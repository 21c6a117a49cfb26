//! Static reference data: the chapter table and the reciter and
//! translation catalogs.

use std::fmt;

pub const CHAPTER_COUNT: u16 = 114;

/// Chapter 9 is the only one not opened by the basmala.
pub const CHAPTER_WITHOUT_BASMALA: u16 = 9;

pub const BASMALA: &str = "بِسْمِ ٱللَّهِ ٱلرَّحْمَـٰنِ ٱلرَّحِيمِ";
pub const BASMALA_TRANSLATION: &str = "In the name of Allah, the Most Gracious, the Most Merciful";

#[derive(Debug, Clone, Copy, PartialEq, Eq)]
pub enum Revelation {
    Meccan,
    Medinan,
}

impl fmt::Display for Revelation {
    fn fmt(&self, f: &mut fmt::Formatter<'_>) -> fmt::Result {
        match self {
            Revelation::Meccan => f.write_str("Meccan"),
            Revelation::Medinan => f.write_str("Medinan"),
        }
    }
}

#[derive(Debug, Clone, Copy, PartialEq, Eq)]
pub struct Chapter {
    pub number: u16,
    pub name: &'static str,
    pub translation: &'static str,
    pub revelation: Revelation,
    pub verse_count: u16,
}

impl Chapter {
    const fn new(
        number: u16,
        name: &'static str,
        translation: &'static str,
        revelation: Revelation,
        verse_count: u16,
    ) -> Self {
        Self {
            number,
            name,
            translation,
            revelation,
            verse_count,
        }
    }
}

/// An edition the user can pick: a reciter or a translation.
#[derive(Debug, Clone, Copy, PartialEq, Eq)]
pub struct EditionOption {
    pub identifier: &'static str,
    pub name: &'static str,
    pub language: &'static str,
}

impl EditionOption {
    /// First word of the name, used for column headers.
    pub fn short_name(&self) -> &'static str {
        self.name.split(' ').next().unwrap_or(self.name)
    }
}

pub const RECITERS: &[EditionOption] = &[
    EditionOption { identifier: "ar.alafasy", name: "Mishary Rashid Alafasy", language: "ar" },
    EditionOption { identifier: "ar.abdulbasitmurattal", name: "Abdul Basit (Murattal)", language: "ar" },
    EditionOption { identifier: "ar.abdurrahmaansudais", name: "Abdurrahman As-Sudais", language: "ar" },
    EditionOption { identifier: "ar.shaatree", name: "Abu Bakr Ash-Shaatree", language: "ar" },
    EditionOption { identifier: "ar.husary", name: "Mahmoud Khalil Al-Husary", language: "ar" },
    EditionOption { identifier: "ar.minshawi", name: "Mohamed Siddiq Al-Minshawi", language: "ar" },
];

pub const TRANSLATIONS: &[EditionOption] = &[
    EditionOption { identifier: "en.asad", name: "Muhammad Asad", language: "en" },
    EditionOption { identifier: "en.sahih", name: "Sahih International", language: "en" },
    EditionOption { identifier: "en.pickthall", name: "Mohammed Marmaduke William Pickthall", language: "en" },
    EditionOption { identifier: "en.yusufali", name: "Abdullah Yusuf Ali", language: "en" },
    EditionOption { identifier: "en.hilali", name: "Muhammad Taqi-ud-Din al-Hilali & Muhammad Muhsin Khan", language: "en" },
    EditionOption { identifier: "ur.jalandhry", name: "Fateh Muhammad Jalandhry (Urdu)", language: "ur" },
];

pub const CHAPTERS: [Chapter; CHAPTER_COUNT as usize] = [
    Chapter::new(1, "Al-Fatihah", "The Opening", Revelation::Meccan, 7),
    Chapter::new(2, "Al-Baqarah", "The Cow", Revelation::Medinan, 286),
    Chapter::new(3, "Ali 'Imran", "Family of Imran", Revelation::Medinan, 200),
    Chapter::new(4, "An-Nisa", "The Women", Revelation::Medinan, 176),
    Chapter::new(5, "Al-Ma'idah", "The Table Spread", Revelation::Medinan, 120),
    Chapter::new(6, "Al-An'am", "The Cattle", Revelation::Meccan, 165),
    Chapter::new(7, "Al-A'raf", "The Heights", Revelation::Meccan, 206),
    Chapter::new(8, "Al-Anfal", "The Spoils of War", Revelation::Medinan, 75),
    Chapter::new(9, "At-Tawbah", "The Repentance", Revelation::Medinan, 129),
    Chapter::new(10, "Yunus", "Jonah", Revelation::Meccan, 109),
    Chapter::new(11, "Hud", "Hud", Revelation::Meccan, 123),
    Chapter::new(12, "Yusuf", "Joseph", Revelation::Meccan, 111),
    Chapter::new(13, "Ar-Ra'd", "The Thunder", Revelation::Medinan, 43),
    Chapter::new(14, "Ibrahim", "Abraham", Revelation::Meccan, 52),
    Chapter::new(15, "Al-Hijr", "The Rocky Tract", Revelation::Meccan, 99),
    Chapter::new(16, "An-Nahl", "The Bee", Revelation::Meccan, 128),
    Chapter::new(17, "Al-Isra", "The Night Journey", Revelation::Meccan, 111),
    Chapter::new(18, "Al-Kahf", "The Cave", Revelation::Meccan, 110),
    Chapter::new(19, "Maryam", "Mary", Revelation::Meccan, 98),
    Chapter::new(20, "Taha", "Ta-Ha", Revelation::Meccan, 135),
    Chapter::new(21, "Al-Anbya", "The Prophets", Revelation::Meccan, 112),
    Chapter::new(22, "Al-Hajj", "The Pilgrimage", Revelation::Medinan, 78),
    Chapter::new(23, "Al-Mu'minun", "The Believers", Revelation::Meccan, 118),
    Chapter::new(24, "An-Nur", "The Light", Revelation::Medinan, 64),
    Chapter::new(25, "Al-Furqan", "The Criterion", Revelation::Meccan, 77),
    Chapter::new(26, "Ash-Shu'ara", "The Poets", Revelation::Meccan, 227),
    Chapter::new(27, "An-Naml", "The Ant", Revelation::Meccan, 93),
    Chapter::new(28, "Al-Qasas", "The Stories", Revelation::Meccan, 88),
    Chapter::new(29, "Al-'Ankabut", "The Spider", Revelation::Meccan, 69),
    Chapter::new(30, "Ar-Rum", "The Romans", Revelation::Meccan, 60),
    Chapter::new(31, "Luqman", "Luqman", Revelation::Meccan, 34),
    Chapter::new(32, "As-Sajdah", "The Prostration", Revelation::Meccan, 30),
    Chapter::new(33, "Al-Ahzab", "The Combined Forces", Revelation::Medinan, 73),
    Chapter::new(34, "Saba", "Sheba", Revelation::Meccan, 54),
    Chapter::new(35, "Fatir", "Originator", Revelation::Meccan, 45),
    Chapter::new(36, "Ya-Sin", "Ya Sin", Revelation::Meccan, 83),
    Chapter::new(37, "As-Saffat", "Those who set the Ranks", Revelation::Meccan, 182),
    Chapter::new(38, "Sad", "The Letter Sad", Revelation::Meccan, 88),
    Chapter::new(39, "Az-Zumar", "The Troops", Revelation::Meccan, 75),
    Chapter::new(40, "Ghafir", "The Forgiver", Revelation::Meccan, 85),
    Chapter::new(41, "Fussilat", "Explained in Detail", Revelation::Meccan, 54),
    Chapter::new(42, "Ash-Shuraa", "The Consultation", Revelation::Meccan, 53),
    Chapter::new(43, "Az-Zukhruf", "The Ornaments of Gold", Revelation::Meccan, 89),
    Chapter::new(44, "Ad-Dukhan", "The Smoke", Revelation::Meccan, 59),
    Chapter::new(45, "Al-Jathiyah", "The Crouching", Revelation::Meccan, 37),
    Chapter::new(46, "Al-Ahqaf", "The Wind-Curved Sandhills", Revelation::Meccan, 35),
    Chapter::new(47, "Muhammad", "Muhammad", Revelation::Medinan, 38),
    Chapter::new(48, "Al-Fath", "The Victory", Revelation::Medinan, 29),
    Chapter::new(49, "Al-Hujurat", "The Rooms", Revelation::Medinan, 18),
    Chapter::new(50, "Qaf", "The Letter Qaf", Revelation::Meccan, 45),
    Chapter::new(51, "Adh-Dhariyat", "The Winnowing Winds", Revelation::Meccan, 60),
    Chapter::new(52, "At-Tur", "The Mount", Revelation::Meccan, 49),
    Chapter::new(53, "An-Najm", "The Star", Revelation::Meccan, 62),
    Chapter::new(54, "Al-Qamar", "The Moon", Revelation::Meccan, 55),
    Chapter::new(55, "Ar-Rahman", "The Beneficent", Revelation::Medinan, 78),
    Chapter::new(56, "Al-Waqi'ah", "The Inevitable", Revelation::Meccan, 96),
    Chapter::new(57, "Al-Hadid", "The Iron", Revelation::Medinan, 29),
    Chapter::new(58, "Al-Mujadila", "The Pleading Woman", Revelation::Medinan, 22),
    Chapter::new(59, "Al-Hashr", "The Exile", Revelation::Medinan, 24),
    Chapter::new(60, "Al-Mumtahanah", "She that is to be examined", Revelation::Medinan, 13),
    Chapter::new(61, "As-Saf", "The Ranks", Revelation::Medinan, 14),
    Chapter::new(62, "Al-Jumu'ah", "The Congregation", Revelation::Medinan, 11),
    Chapter::new(63, "Al-Munafiqun", "The Hypocrites", Revelation::Medinan, 11),
    Chapter::new(64, "At-Taghabun", "The Mutual Disillusion", Revelation::Medinan, 18),
    Chapter::new(65, "At-Talaq", "The Divorce", Revelation::Medinan, 12),
    Chapter::new(66, "At-Tahrim", "The Prohibition", Revelation::Medinan, 12),
    Chapter::new(67, "Al-Mulk", "The Sovereignty", Revelation::Meccan, 30),
    Chapter::new(68, "Al-Qalam", "The Pen", Revelation::Meccan, 52),
    Chapter::new(69, "Al-Haqqah", "The Reality", Revelation::Meccan, 52),
    Chapter::new(70, "Al-Ma'arij", "The Ascending Stairways", Revelation::Meccan, 44),
    Chapter::new(71, "Nuh", "Noah", Revelation::Meccan, 28),
    Chapter::new(72, "Al-Jinn", "The Jinn", Revelation::Meccan, 28),
    Chapter::new(73, "Al-Muzzammil", "The Enshrouded One", Revelation::Meccan, 20),
    Chapter::new(74, "Al-Muddaththir", "The Cloaked One", Revelation::Meccan, 56),
    Chapter::new(75, "Al-Qiyamah", "The Resurrection", Revelation::Meccan, 40),
    Chapter::new(76, "Al-Insan", "The Man", Revelation::Medinan, 31),
    Chapter::new(77, "Al-Mursalat", "The Emissaries", Revelation::Meccan, 50),
    Chapter::new(78, "An-Naba", "The Tidings", Revelation::Meccan, 40),
    Chapter::new(79, "An-Nazi'at", "Those who drag forth", Revelation::Meccan, 46),
    Chapter::new(80, "Abasa", "He Frowned", Revelation::Meccan, 42),
    Chapter::new(81, "At-Takwir", "The Overthrowing", Revelation::Meccan, 29),
    Chapter::new(82, "Al-Infitar", "The Cleaving", Revelation::Meccan, 19),
    Chapter::new(83, "Al-Mutaffifin", "The Defrauding", Revelation::Meccan, 36),
    Chapter::new(84, "Al-Inshiqaq", "The Sundering", Revelation::Meccan, 25),
    Chapter::new(85, "Al-Buruj", "The Mansions of the Stars", Revelation::Meccan, 22),
    Chapter::new(86, "At-Tariq", "The Nightcomer", Revelation::Meccan, 17),
    Chapter::new(87, "Al-A'la", "The Most High", Revelation::Meccan, 19),
    Chapter::new(88, "Al-Ghashiyah", "The Overwhelming", Revelation::Meccan, 26),
    Chapter::new(89, "Al-Fajr", "The Dawn", Revelation::Meccan, 30),
    Chapter::new(90, "Al-Balad", "The City", Revelation::Meccan, 20),
    Chapter::new(91, "Ash-Shams", "The Sun", Revelation::Meccan, 15),
    Chapter::new(92, "Al-Layl", "The Night", Revelation::Meccan, 21),
    Chapter::new(93, "Ad-Duhaa", "The Morning Hours", Revelation::Meccan, 11),
    Chapter::new(94, "Ash-Sharh", "The Relief", Revelation::Meccan, 8),
    Chapter::new(95, "At-Tin", "The Fig", Revelation::Meccan, 8),
    Chapter::new(96, "Al-'Alaq", "The Clot", Revelation::Meccan, 19),
    Chapter::new(97, "Al-Qadr", "The Power", Revelation::Meccan, 5),
    Chapter::new(98, "Al-Bayyinah", "The Clear Proof", Revelation::Medinan, 8),
    Chapter::new(99, "Az-Zalzalah", "The Earthquake", Revelation::Medinan, 8),
    Chapter::new(100, "Al-'Adiyat", "The Courser", Revelation::Meccan, 11),
    Chapter::new(101, "Al-Qari'ah", "The Calamity", Revelation::Meccan, 11),
    Chapter::new(102, "At-Takathur", "The Rivalry in world increase", Revelation::Meccan, 8),
    Chapter::new(103, "Al-'Asr", "The Declining Day", Revelation::Meccan, 3),
    Chapter::new(104, "Al-Humazah", "The Traducer", Revelation::Meccan, 9),
    Chapter::new(105, "Al-Fil", "The Elephant", Revelation::Meccan, 5),
    Chapter::new(106, "Quraysh", "Quraysh", Revelation::Meccan, 4),
    Chapter::new(107, "Al-Ma'un", "The Small kindnesses", Revelation::Meccan, 7),
    Chapter::new(108, "Al-Kawthar", "The Abundance", Revelation::Meccan, 3),
    Chapter::new(109, "Al-Kafirun", "The Disbelievers", Revelation::Meccan, 6),
    Chapter::new(110, "An-Nasr", "The Divine Support", Revelation::Medinan, 3),
    Chapter::new(111, "Al-Masad", "The Palm Fiber", Revelation::Meccan, 5),
    Chapter::new(112, "Al-Ikhlas", "The Sincerity", Revelation::Meccan, 4),
    Chapter::new(113, "Al-Falaq", "The Daybreak", Revelation::Meccan, 5),
    Chapter::new(114, "An-Nas", "Mankind", Revelation::Meccan, 6),
];

pub fn chapter(number: u16) -> Option<&'static Chapter> {
    number
        .checked_sub(1)
        .and_then(|index| CHAPTERS.get(index as usize))
}

/// Whether the reader shows the basmala above this chapter's verses.
pub fn has_basmala(number: u16) -> bool {
    is_valid_chapter(number) && number != CHAPTER_WITHOUT_BASMALA
}

pub fn is_valid_chapter(number: u16) -> bool {
    (1..=CHAPTER_COUNT).contains(&number)
}

pub fn reciter(identifier: &str) -> Option<&'static EditionOption> {
    RECITERS.iter().find(|r| r.identifier == identifier)
}

pub fn translation(identifier: &str) -> Option<&'static EditionOption> {
    TRANSLATIONS.iter().find(|t| t.identifier == identifier)
}

pub fn default_reciter() -> &'static EditionOption {
    &RECITERS[0]
}

pub fn default_translation() -> &'static EditionOption {
    &TRANSLATIONS[0]
}

/// Step through a catalog by `delta`, wrapping at both ends.
///
/// An unknown identifier starts from the first entry.
pub fn cycle(options: &'static [EditionOption], current: &str, delta: i32) -> &'static EditionOption {
    let len = options.len() as i32;
    let position = options
        .iter()
        .position(|o| o.identifier == current)
        .map(|p| p as i32)
        .unwrap_or(0);
    let next = (position + delta).rem_euclid(len);
    &options[next as usize]
}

--------------------------------------------------

▶ [Assignment] Return, from the data, each line that has the word "struct" in it.

▶ [Answer area]
pub struct Chapter {
pub struct EditionOption {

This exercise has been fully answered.